Professor of Neurology
University of South Florida
Director, Parkinson’s Disease and Movement Disorders Center
Tampa, FL
Muscles of facial expression:
I did not see any abnormal movements in the upper half of the patient’s face, so I rated item 1 a 0.
Lips and perioral area:
In the lower face, the patient has prominent lip puckering and some puffing movements. When assessing lip movements, one has to rate these separately from the patient’s very prominent jaw movements. Note that passive lip movements due to jaw movements should not be rated in item 2, as these would be included in item 3 (jaw). Overall, I believe her lip movements are moderate and present during most of the exam, hence I rated a 3.
Jaw:
Jaw movements are severe and present through most of the exam, hence I rated a 4.
Tongue:
I debated between a 0 and a 1 for the tongue. She has extremely slight tongue movements, however ultimately, I felt these were trivial and that 0 was the most appropriate rating.
Upper extremities:
She has abnormal movements in her fingers and wrists. These are low amplitude and probably not present most of the time, as we see her hands resting in her lap with no movement at times. As I believe these are low-amplitude movements and present only some of the time, I believe the most accurate rating is a 1.
Lower extremities:
She clearly has abnormal movements about the ankles and slight movements in her legs. Although I debated whether to call her foot movements mild or moderate, I think the most accurate description is mild and present during most of the exam, hence my rating of 2.

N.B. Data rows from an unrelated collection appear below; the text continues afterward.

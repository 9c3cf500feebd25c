// src/services/stats.rs

use serde::Serialize;

use crate::{
    db::{AttemptRepository, TextRepository},
    error::AppError,
    models::attempt::{NewAttempt, ResultRow, TestResult, UserStats},
};

pub const CSV_HEADER: &str = "Дата,WPM,Точность %,Ошибки";
pub const CSV_FILENAME: &str = "my_results.csv";

/// Everything shown on the profile page.
#[derive(Debug, Serialize)]
pub struct Profile {
    pub results: Vec<ResultRow>,
    pub stats: UserStats,
}

/// Records a finished attempt against an existing text.
pub async fn record_attempt(
    texts: &dyn TextRepository,
    attempts: &dyn AttemptRepository,
    attempt: NewAttempt,
) -> Result<TestResult, AppError> {
    if texts.find_by_id(attempt.text_id).await?.is_none() {
        return Err(AppError::NotFound(format!("Text {} not found", attempt.text_id)));
    }

    let result = attempts.record_attempt(attempt).await?;
    tracing::info!(
        user_id = attempt.user_id,
        text_id = attempt.text_id,
        session_id = result.session_id,
        wpm = result.wpm,
        "Attempt recorded"
    );
    Ok(result)
}

pub async fn profile(attempts: &dyn AttemptRepository, user_id: i64) -> Result<Profile, AppError> {
    let results = attempts.list_results(user_id).await?;
    let stats = attempts.compute_stats(user_id).await?;
    Ok(Profile { results, stats })
}

/// Renders results as CSV: the header row, then one row per result.
pub fn render_csv(rows: &[ResultRow]) -> String {
    let mut out = String::with_capacity(64 * (rows.len() + 1));
    out.push_str(CSV_HEADER);
    out.push_str("\r\n");
    for row in rows {
        out.push_str(&format!(
            "{},{},{},{}\r\n",
            row.created_at.format("%Y-%m-%d %H:%M"),
            row.wpm,
            format_accuracy(row.accuracy),
            row.errors_count
        ));
    }
    out
}

/// Whole numbers keep one decimal place, so 97.0 stays "97.0".
fn format_accuracy(value: f64) -> String {
    if value.is_finite() && value.fract() == 0.0 && value.abs() < 1e15 {
        format!("{:.1}", value)
    } else {
        value.to_string()
    }
}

Neck, shoulders, and hips:
In the beginning of the video the patient has slight rocking movements that, in my opinion, are sufficient to warrant a rating of 1.

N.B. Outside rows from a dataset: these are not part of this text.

// src/error.rs

use axum::{
    Json,
    extract::rejection::{FormRejection, JsonRejection, PathRejection},
    http::StatusCode,
    response::{IntoResponse, Redirect, Response},
};
use serde_json::json;
use std::fmt;

/// Global Application Error Enum.
/// Centralizes error handling and mapping to HTTP responses.
#[derive(Debug)]
pub enum AppError {
    // 500 Internal Server Error
    InternalServerError(String),

    // 400 Bad Request (malformed or missing form/JSON fields)
    Validation(String),

    // 401 Unauthorized (login failure)
    InvalidCredentials,

    // 303 See Other -> /login
    Unauthenticated,

    // 403 Forbidden (non-admin on admin routes)
    Forbidden,

    // 404 Not Found
    NotFound(String),

    // 409 Conflict (username or email already taken)
    DuplicateIdentity(String),
}

impl fmt::Display for AppError {
    fn fmt(&self, f: &mut fmt::Formatter<'_>) -> fmt::Result {
        write!(f, "{:?}", self)
    }
}

impl std::error::Error for AppError {}

/// Converts the error into a JSON response with the matching HTTP status code.
/// Unauthenticated callers are sent to the login page instead.
impl IntoResponse for AppError {
    fn into_response(self) -> Response {
        let (status, error_message) = match self {
            AppError::InternalServerError(msg) => {
                tracing::error!("Internal Server Error: {}", msg);
                (
                    StatusCode::INTERNAL_SERVER_ERROR,
                    "Internal Server Error".to_string(),
                )
            }
            AppError::Validation(msg) => (StatusCode::BAD_REQUEST, msg),
            AppError::InvalidCredentials => (
                StatusCode::UNAUTHORIZED,
                "Login failed. Check email and password".to_string(),
            ),
            AppError::Unauthenticated => return Redirect::to("/login").into_response(),
            AppError::Forbidden => (StatusCode::FORBIDDEN, "Forbidden".to_string()),
            AppError::NotFound(msg) => (StatusCode::NOT_FOUND, msg),
            AppError::DuplicateIdentity(msg) => (StatusCode::CONFLICT, msg),
        };
        let body = Json(json!({
            "error": error_message,
        }));

        (status, body).into_response()
    }
}

/// Converts `sqlx::Error` into `AppError::InternalServerError`.
/// Allows using `?` operator on database queries.
impl From<sqlx::Error> for AppError {
    fn from(err: sqlx::Error) -> Self {
        AppError::InternalServerError(err.to_string())
    }
}

impl From<validator::ValidationErrors> for AppError {
    fn from(err: validator::ValidationErrors) -> Self {
        AppError::Validation(err.to_string())
    }
}

impl From<JsonRejection> for AppError {
    fn from(rejection: JsonRejection) -> Self {
        AppError::Validation(rejection.body_text())
    }
}

impl From<FormRejection> for AppError {
    fn from(rejection: FormRejection) -> Self {
        AppError::Validation(rejection.body_text())
    }
}

impl From<PathRejection> for AppError {
    fn from(rejection: PathRejection) -> Self {
        AppError::NotFound(rejection.body_text())
    }
}
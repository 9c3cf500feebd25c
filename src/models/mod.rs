// src/models/mod.rs

pub mod attempt;
pub mod text;
pub mod user;
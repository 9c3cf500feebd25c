// src/utils/session.rs

use std::time::{SystemTime, UNIX_EPOCH};

use axum::{
    body::Body,
    extract::{Extension, State},
    http::{HeaderMap, Request, header},
    middleware::Next,
    response::Response,
};
use jsonwebtoken::{DecodingKey, EncodingKey, Header, Validation, decode, encode};
use serde::{Deserialize, Serialize};

use crate::{error::AppError, models::user::User, state::AppState};

/// Name of the cookie carrying the signed session token.
pub const SESSION_COOKIE: &str = "session";

/// Claims of a login session token.
#[derive(Debug, Deserialize, Serialize, Clone)]
pub struct SessionClaims {
    /// Subject - the user id (as string).
    pub sub: String,
    /// Issued-at as Unix timestamp.
    pub iat: usize,
    /// Expiration time as Unix timestamp.
    pub exp: usize,
}

fn now_secs() -> Result<usize, AppError> {
    SystemTime::now()
        .duration_since(UNIX_EPOCH)
        .map(|d| d.as_secs() as usize)
        .map_err(|e| AppError::InternalServerError(e.to_string()))
}

/// Signs a session token for the user, valid for `ttl_secs`.
pub fn issue_token(user_id: i64, secret: &str, ttl_secs: u64) -> Result<String, AppError> {
    let now = now_secs()?;

    let claims = SessionClaims {
        sub: user_id.to_string(),
        iat: now,
        exp: now + ttl_secs as usize,
    };

    encode(
        &Header::default(),
        &claims,
        &EncodingKey::from_secret(secret.as_bytes()),
    )
    .map_err(|e| AppError::InternalServerError(e.to_string()))
}

/// Verifies a session token and returns the user id it refers to.
/// Expired, tampered and malformed tokens all yield `None`.
pub fn verify_token(token: &str, secret: &str) -> Option<i64> {
    decode::<SessionClaims>(
        token,
        &DecodingKey::from_secret(secret.as_bytes()),
        &Validation::default(),
    )
    .ok()
    .and_then(|data| data.claims.sub.parse().ok())
}

/// `Set-Cookie` value for a fresh session.
/// Without `max_age` the cookie ends with the browser session.
pub fn session_cookie(token: &str, max_age: Option<u64>) -> String {
    let mut cookie = format!("{}={}; Path=/; HttpOnly; SameSite=Lax", SESSION_COOKIE, token);
    if let Some(secs) = max_age {
        cookie.push_str(&format!("; Max-Age={}", secs));
    }
    cookie
}

/// `Set-Cookie` value that removes the session cookie.
pub fn clear_session_cookie() -> String {
    format!("{}=; Path=/; HttpOnly; SameSite=Lax; Max-Age=0", SESSION_COOKIE)
}

/// Extracts the session token from the request's `Cookie` headers.
pub fn session_token(headers: &HeaderMap) -> Option<&str> {
    headers
        .get_all(header::COOKIE)
        .iter()
        .filter_map(|value| value.to_str().ok())
        .flat_map(|value| value.split(';'))
        .filter_map(|pair| pair.trim().split_once('='))
        .find(|(name, _)| *name == SESSION_COOKIE)
        .map(|(_, token)| token)
        .filter(|token| !token.is_empty())
}

/// Resolves the logged-in user, if any.
/// The user row is reloaded so privilege changes apply immediately.
pub async fn current_user(state: &AppState, headers: &HeaderMap) -> Result<Option<User>, AppError> {
    let Some(user_id) =
        session_token(headers).and_then(|token| verify_token(token, &state.config.secret_key))
    else {
        return Ok(None);
    };

    state.users.find_by_id(user_id).await
}

/// Axum Middleware: Authentication.
///
/// Resolves the session cookie to a `User` and injects it into the request
/// extensions. Callers without a valid session are redirected to `/login`.
pub async fn require_session(
    State(state): State<AppState>,
    mut req: Request<Body>,
    next: Next,
) -> Result<Response, AppError> {
    let headers = req.headers().clone();
    let user = current_user(&state, &headers)
        .await?
        .ok_or(AppError::Unauthenticated)?;

    req.extensions_mut().insert(user);
    Ok(next.run(req).await)
}

/// Axum Middleware: Admin Authorization.
///
/// Must be layered inside `require_session`. Rejects non-admins with 403
/// before the request body is read.
pub async fn require_admin(
    Extension(user): Extension<User>,
    req: Request<Body>,
    next: Next,
) -> Result<Response, AppError> {
    if !user.is_admin {
        tracing::warn!(user_id = user.id, "Non-admin attempted an admin action");
        return Err(AppError::Forbidden);
    }

    Ok(next.run(req).await)
}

A limitation of practicing AIMS rating using short video clips is that we skip around in the examination of body parts. During an actual examination, one should take an orderly approach.

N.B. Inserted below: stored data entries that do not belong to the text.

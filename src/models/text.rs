// src/models/text.rs

use serde::{Deserialize, Serialize};
use sqlx::FromRow;
use validator::Validate;

pub const DEFAULT_LANGUAGE: &str = "en";
pub const DEFAULT_DIFFICULTY: &str = "easy";

/// Represents the 'text' table: a practice passage.
#[derive(Debug, Clone, FromRow, Serialize, Deserialize)]
pub struct Text {
    pub id: i64,
    pub title: String,
    pub content: String,
    /// Language code, e.g. 'en' or 'ru'.
    pub language: String,
    /// Free-form difficulty label, e.g. 'easy'.
    pub difficulty: String,
}

/// Values for inserting a new text.
#[derive(Debug, Clone)]
pub struct NewText {
    pub title: String,
    pub content: String,
    pub language: String,
    pub difficulty: String,
}

impl NewText {
    /// A text built from an uploaded file: the filename becomes the title.
    pub fn from_upload(filename: &str, content: String) -> Self {
        Self {
            title: filename.to_string(),
            content,
            language: DEFAULT_LANGUAGE.to_string(),
            difficulty: DEFAULT_DIFFICULTY.to_string(),
        }
    }
}

/// Form for creating a text manually. Blank language/difficulty fall back to defaults.
#[derive(Debug, Deserialize, Validate)]
pub struct TextForm {
    #[validate(length(min = 1, max = 100, message = "Title is required (max 100 characters)."))]
    pub title: String,
    #[validate(length(min = 1, message = "Content is required."))]
    pub content: String,
    #[serde(default)]
    #[validate(length(max = 10))]
    pub language: Option<String>,
    #[serde(default)]
    #[validate(length(max = 20))]
    pub difficulty: Option<String>,
}

impl From<TextForm> for NewText {
    fn from(form: TextForm) -> Self {
        fn or_default(value: Option<String>, default: &str) -> String {
            value
                .map(|v| v.trim().to_string())
                .filter(|v| !v.is_empty())
                .unwrap_or_else(|| default.to_string())
        }

        Self {
            title: form.title,
            content: form.content,
            language: or_default(form.language, DEFAULT_LANGUAGE),
            difficulty: or_default(form.difficulty, DEFAULT_DIFFICULTY),
        }
    }
}
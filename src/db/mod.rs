// src/db/mod.rs

//! Repository interfaces, one per entity, and the SQLite-backed store that implements them.
//!
//! Handlers receive the repositories through `AppState`; nothing here holds
//! process-wide mutable state.

use std::str::FromStr;

use async_trait::async_trait;
use sqlx::{
    SqlitePool,
    sqlite::{SqliteConnectOptions, SqlitePoolOptions},
};

use crate::{
    error::AppError,
    models::{
        attempt::{NewAttempt, ResultRow, TestResult, UserStats},
        text::{NewText, Text},
        user::User,
    },
};

mod sqlite;

pub use sqlite::SqliteStore;

#[async_trait]
pub trait UserRepository: Send + Sync {
    /// Inserts a user. Fails with `DuplicateIdentity` if the username or email is taken.
    async fn create(&self, username: &str, email: &str, password_hash: &str)
    -> Result<User, AppError>;

    async fn find_by_id(&self, id: i64) -> Result<Option<User>, AppError>;

    async fn find_by_email(&self, email: &str) -> Result<Option<User>, AppError>;

    /// Sets `is_admin` for the named user. Returns `None` if no such user exists.
    async fn grant_admin(&self, username: &str) -> Result<Option<User>, AppError>;
}

#[async_trait]
pub trait TextRepository: Send + Sync {
    /// All texts in insertion order.
    async fn list(&self) -> Result<Vec<Text>, AppError>;

    async fn create(&self, text: NewText) -> Result<Text, AppError>;

    async fn find_by_id(&self, id: i64) -> Result<Option<Text>, AppError>;
}

#[async_trait]
pub trait AttemptRepository: Send + Sync {
    /// Creates a test session and its result in one transaction.
    /// Either both rows are committed or neither is.
    async fn record_attempt(&self, attempt: NewAttempt) -> Result<TestResult, AppError>;

    /// Results of the user's sessions, in insertion order.
    async fn list_results(&self, user_id: i64) -> Result<Vec<ResultRow>, AppError>;

    async fn compute_stats(&self, user_id: i64) -> Result<UserStats, AppError>;
}

/// Opens a SQLite pool with foreign keys enforced, creating the file if needed.
pub async fn connect(database_url: &str, max_connections: u32) -> Result<SqlitePool, sqlx::Error> {
    let options = SqliteConnectOptions::from_str(database_url)?
        .create_if_missing(true)
        .foreign_keys(true);

    SqlitePoolOptions::new()
        .max_connections(max_connections)
        .connect_with(options)
        .await
}

/// Applies the embedded migrations.
pub async fn migrate(pool: &SqlitePool) -> Result<(), sqlx::migrate::MigrateError> {
    sqlx::migrate!("./migrations").run(pool).await
}
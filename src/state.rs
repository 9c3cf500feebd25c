use std::sync::Arc;

use axum::extract::FromRef;
use sqlx::SqlitePool;

use crate::{
    config::Config,
    db::{AttemptRepository, SqliteStore, TextRepository, UserRepository},
};

/// Handlers that only touch texts or attempts extract the repository alone
/// through `FromRef`; the auth handlers take the whole state.
#[derive(Clone)]
pub struct AppState {
    pub config: Config,
    pub users: Arc<dyn UserRepository>,
    pub texts: Arc<dyn TextRepository>,
    pub attempts: Arc<dyn AttemptRepository>,
}

impl AppState {
    /// Wires every repository to the same SQLite pool.
    pub fn new(pool: SqlitePool, config: Config) -> Self {
        let store = SqliteStore::new(pool);
        Self {
            config,
            users: Arc::new(store.clone()),
            texts: Arc::new(store.clone()),
            attempts: Arc::new(store),
        }
    }
}

impl FromRef<AppState> for Arc<dyn TextRepository> {
    fn from_ref(state: &AppState) -> Self {
        state.texts.clone()
    }
}

impl FromRef<AppState> for Arc<dyn AttemptRepository> {
    fn from_ref(state: &AppState) -> Self {
        state.attempts.clone()
    }
}
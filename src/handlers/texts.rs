// src/handlers/texts.rs

use std::sync::Arc;

use axum::{
    Extension, Json,
    extract::{Multipart, State},
    response::{IntoResponse, Redirect},
};
use serde_json::json;
use validator::Validate;

use crate::{
    db::TextRepository,
    error::AppError,
    extract::AppForm,
    models::{
        text::{DEFAULT_DIFFICULTY, DEFAULT_LANGUAGE, NewText, TextForm},
        user::User,
    },
    services::content,
};

/// Lists all practice texts.
pub async fn list_texts(
    State(texts): State<Arc<dyn TextRepository>>,
) -> Result<impl IntoResponse, AppError> {
    let texts = content::list_texts(texts.as_ref()).await?;
    Ok(Json(texts))
}

/// Describes the text creation form.
pub async fn new_text_form() -> impl IntoResponse {
    Json(json!({
        "title": "Новый текст",
        "fields": ["title", "content", "language", "difficulty"],
        "defaults": { "language": DEFAULT_LANGUAGE, "difficulty": DEFAULT_DIFFICULTY },
    }))
}

/// Creates a text from form fields.
/// Admin only.
pub async fn create_text(
    State(texts): State<Arc<dyn TextRepository>>,
    Extension(user): Extension<User>,
    AppForm(form): AppForm<TextForm>,
) -> Result<impl IntoResponse, AppError> {
    form.validate()?;

    content::create_text(texts.as_ref(), &user, NewText::from(form)).await?;

    Ok(Redirect::to("/texts"))
}

/// Describes the upload form.
pub async fn upload_form() -> impl IntoResponse {
    Json(json!({
        "title": "Загрузка текста",
        "fields": ["file"],
        "accept": [".txt"],
    }))
}

/// Creates a text from an uploaded `.txt` file sent in the `file` field.
/// Admin only.
pub async fn upload_text(
    State(texts): State<Arc<dyn TextRepository>>,
    Extension(user): Extension<User>,
    mut multipart: Multipart,
) -> Result<impl IntoResponse, AppError> {
    let mut upload = None;

    while let Some(field) = multipart
        .next_field()
        .await
        .map_err(|e| AppError::Validation(e.body_text()))?
    {
        if field.name() != Some("file") {
            continue;
        }
        let filename = field.file_name().unwrap_or_default().to_string();
        let bytes = field
            .bytes()
            .await
            .map_err(|e| AppError::Validation(e.body_text()))?;
        upload = Some((filename, bytes));
    }

    let (filename, bytes) =
        upload.ok_or_else(|| AppError::Validation("No file uploaded".to_string()))?;
    let text = content::text_from_upload(&filename, &bytes)?;

    content::create_text(texts.as_ref(), &user, text).await?;

    Ok(Redirect::to("/texts"))
}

Note that the ratings should capture both the amplitude and persistence of the abnormal movement. For example, a moderate-amplitude movement that is only present during some of the exam may be a 2, whereas a moderate-amplitude movement that is present during most of the exam may be a 3. Keep in MIND that in this short video, there may not be as much information available about the persistence of the patients’ abnormal movements when compared to full-length exams.
A lot of times, when performing the AIMS exam, I can narrow down the potential rating to 2 possible scores. Then, through careful observation, I can decide which of those 2 possible scores best captures the amplitude and persistence of the abnormal movement. Being consistent from exam to exam and from patient to patient is key.
The AIMS provides a standardized scoring system to evaluate and follow changes in the abnormal movements of tardive dyskinesia. Remember, however, that the AIMS score is only part of the picture; one must also assess the social, emotional, and functional impacts of the abnormal movements to assess their full impact.